# Generalizable prediction of medication adherence in heart failure

> **NIH NIH R01** · NEW YORK UNIVERSITY SCHOOL OF MEDICINE · 2024 · $741,786

## Abstract

Project Summary/Abstract
Heart failure (HF) is associated with high rates of hospitalization and mortality. While a number of evidence-
based therapies have been shown to improve outcomes for patients with HF, nearly half of these patients are
not regularly taking their medications. Although medication adherence can be improved through timely
interventions, it is challenging for clinicians to accurately identify and predict medication non-adherence at the
point of care. The challenge persists partly because medication adherence is a complex process influenced by
an interplay of a multitude of patient-, provider-, system-, community-, and therapy-related factors. This gap in
identifying patients at risk of non-adherence can be addressed through increasing availability of relevant data
from electronic health records (EHRs), which affords the potential to make accurate, real time predictions of
adherence in HF. In particular, recent linkages of EHR and pharmacy data has created opportunity for
incorporation of prior medication fills into EHR-based adherence prediction models that are updated
continuously. Using machine learning (ML) techniques with such data allows for incorporation of a large
number of intercorrelated risk factors and their interactions into models and for accommodating continuous
updates as new information becomes available. Our objective is to build a ML-based algorithm to predict
adherence among patients with HF. The specific aims are: 1) to develop supervised ML algorithms to predict
medication adherence among HF patients, using EHR clinical data, linked pharmacy fill data, and location-
based social determinants data from a large, urban health system that cares for a diverse patient population; 2)
to assess fairness of the developed algorithms by evaluating cross-validated prediction and calibration on
patient subgroups based on social and economic factors, to ensure that the desirable prediction performance
is maintained for the diverse groups; and 3) to assess generalizability of the algorithms through validation in a
second large, urban health system caring for a diverse population. Our approach is innovative and novel in
several ways. First, we will take advantage of linkages between pharmacy fill information and the EHR to
incorporate pharmacy data in our models.

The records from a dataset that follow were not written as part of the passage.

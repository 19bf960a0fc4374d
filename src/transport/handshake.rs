//! Subscription handshake payloads
//!
//! The streaming endpoint expects a single compact JSON record as the first
//! bytes on a fresh connection. Its exact shape is undocumented, so several
//! shapes are probed in a fixed order, from least to most detailed.

use crate::account::SessionContext;
use bytes::Bytes;
use serde::Serialize;
use std::fmt;

/// One guess at the subscription record the endpoint accepts
#[derive(Debug, Clone, Copy, PartialEq, Eq)]
pub enum HandshakeCandidate {
    /// `{type, session, camera_id, network_id}`
    Simple,
    /// Simple plus `auth_token` and `account_id`
    WithAuth,
    /// Channel addressing, `client_id` and `type = "live"`
    Full,
    /// Subscription with client id and video options
    SubscriptionOptions,
}

impl HandshakeCandidate {
    /// Probe order used when nothing else is configured
    pub const DEFAULT_ORDER: [HandshakeCandidate; 4] = [
        HandshakeCandidate::Simple,
        HandshakeCandidate::WithAuth,
        HandshakeCandidate::Full,
        HandshakeCandidate::SubscriptionOptions,
    ];

    pub fn name(&self) -> &'static str {
        match self {
            HandshakeCandidate::Simple => "simple",
            HandshakeCandidate::WithAuth => "with-auth",
            HandshakeCandidate::Full => "full",
            HandshakeCandidate::SubscriptionOptions => "subscription-options",
        }
    }

    pub fn from_name(name: &str) -> Option<Self> {
        Self::DEFAULT_ORDER
            .iter()
            .copied()
            .find(|c| c.name().eq_ignore_ascii_case(name.trim()))
    }

    /// Serialize the record for `ctx`. Pure; the output is byte-for-byte
    /// deterministic for a given context.
    pub fn build(&self, ctx: &SessionContext) -> Result<Bytes, serde_json::Error> {
        let session = ctx.session_id.as_deref();
        let encoded = match self {
            HandshakeCandidate::Simple => serde_json::to_vec(&SimpleRecord {
                kind: "subscribe",
                session,
                camera_id: ctx.camera_id,
                network_id: ctx.network_id,
            }),
            HandshakeCandidate::WithAuth => serde_json::to_vec(&AuthRecord {
                kind: "subscribe",
                session,
                auth_token: &ctx.auth_token,
                account_id: ctx.account_id,
                camera_id: ctx.camera_id,
                network_id: ctx.network_id,
            }),
            HandshakeCandidate::Full => serde_json::to_vec(&ChannelRecord {
                action: "subscribe",
                channel: format!("liveview/{}/{}", ctx.network_id, ctx.camera_id),
                auth_token: &ctx.auth_token,
                account_id: ctx.account_id,
                client_id: ClientId::from(ctx.client_id.as_str()),
                network_id: ctx.network_id,
                camera_id: ctx.camera_id,
                kind: "live",
            }),
            HandshakeCandidate::SubscriptionOptions => serde_json::to_vec(&OptionsRecord {
                kind: "subscribe",
                session,
                auth_token: &ctx.auth_token,
                account_id: ctx.account_id,
                client_id: ClientId::from(ctx.client_id.as_str()),
                network_id: ctx.network_id,
                camera_id: ctx.camera_id,
                options: StreamOptions {
                    video_profile: "hd",
                    include_audio: false,
                },
            }),
        }?;
        Ok(Bytes::from(encoded))
    }
}

impl fmt::Display for HandshakeCandidate {
    fn fmt(&self, f: &mut fmt::Formatter<'_>) -> fmt::Result {
        f.write_str(self.name())
    }
}

/// Client ids made only of digits go on the wire as numbers
#[derive(Serialize)]
#[serde(untagged)]
enum ClientId<'a> {
    Numeric(u64),
    Text(&'a str),
}

impl<'a> From<&'a str> for ClientId<'a> {
    fn from(value: &'a str) -> Self {
        if !value.is_empty() && value.bytes().all(|b| b.is_ascii_digit()) {
            if let Ok(n) = value.parse() {
                return ClientId::Numeric(n);
            }
        }
        ClientId::Text(value)
    }
}

#[derive(Serialize)]
struct SimpleRecord<'a> {
    #[serde(rename = "type")]
    kind: &'a str,
    session: Option<&'a str>,
    camera_id: u64,
    network_id: u64,
}

#[derive(Serialize)]
struct AuthRecord<'a> {
    #[serde(rename = "type")]
    kind: &'a str,
    session: Option<&'a str>,
    auth_token: &'a str,
    account_id: u64,
    camera_id: u64,
    network_id: u64,
}

#[derive(Serialize)]
struct ChannelRecord<'a> {
    action: &'a str,
    channel: String,
    auth_token: &'a str,
    account_id: u64,
    client_id: ClientId<'a>,
    network_id: u64,
    camera_id: u64,
    #[serde(rename = "type")]
    kind: &'a str,
}

#[derive(Serialize)]
struct OptionsRecord<'a> {
    #[serde(rename = "type")]
    kind: &'a str,
    session: Option<&'a str>,
    auth_token: &'a str,
    account_id: u64,
    client_id: ClientId<'a>,
    network_id: u64,
    camera_id: u64,
    options: StreamOptions<'a>,
}

#[derive(Serialize)]
struct StreamOptions<'a> {
    video_profile: &'a str,
    include_audio: bool,
}
/// [§ 4.2 Definitions - ident code point](https://www.w3.org/TR/css-syntax-3/#ident-code-point)
///
/// "An ident-start code point, a digit, or U+002D HYPHEN-MINUS (-)."
const fn is_ident_code_point(c: char) -> bool {
    is_ident_start_code_point(c) || c.is_ascii_digit() || c == '-'
}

Second, we utilize geocoding of patient addresses combined with
publicly available data to incorporate neighborhood-level social determinants of health, which are among the
most important predictors of adherence, into our models. Third, we will assess fairness of the model by
evaluating the predictive performance and calibration on patients from diverse backgrounds. Fourth, we will
ensure generalizability of the prediction algorithm by developing it in one diverse health system and validating
the algorithm in a second diverse health system. These models will be developed such that they can be used
for point-of-care adherence prediction. Our long term goal is to b...

## Key facts

- **NIH application ID:** 10795035
- **Project number:** 5R01HL155149-04
- **Recipient organization:** NEW YORK UNIVERSITY SCHOOL OF MEDICINE
- **Principal Investigator:** Samrachana Adhikari
- **Activity code:** R01 (R01, R21, SBIR, etc.)
- **Funding institute:** NIH
- **Fiscal year:** 2024
- **Award amount:** $741,786
- **Award type:** 5
- **Project period:** 2021-03-15 → 2026-02-28

## Primary source

NIH RePORTER: https://reporter.nih.gov/project-details/10795035

## Citation

> US National Institutes of Health, RePORTER application 10795035, Generalizable prediction of medication adherence in heart failure (5R01HL155149-04). Retrieved via AI Analytics 2026-05-22 from https://api.ai-analytics.org/grant/nih/10795035. Licensed CC0.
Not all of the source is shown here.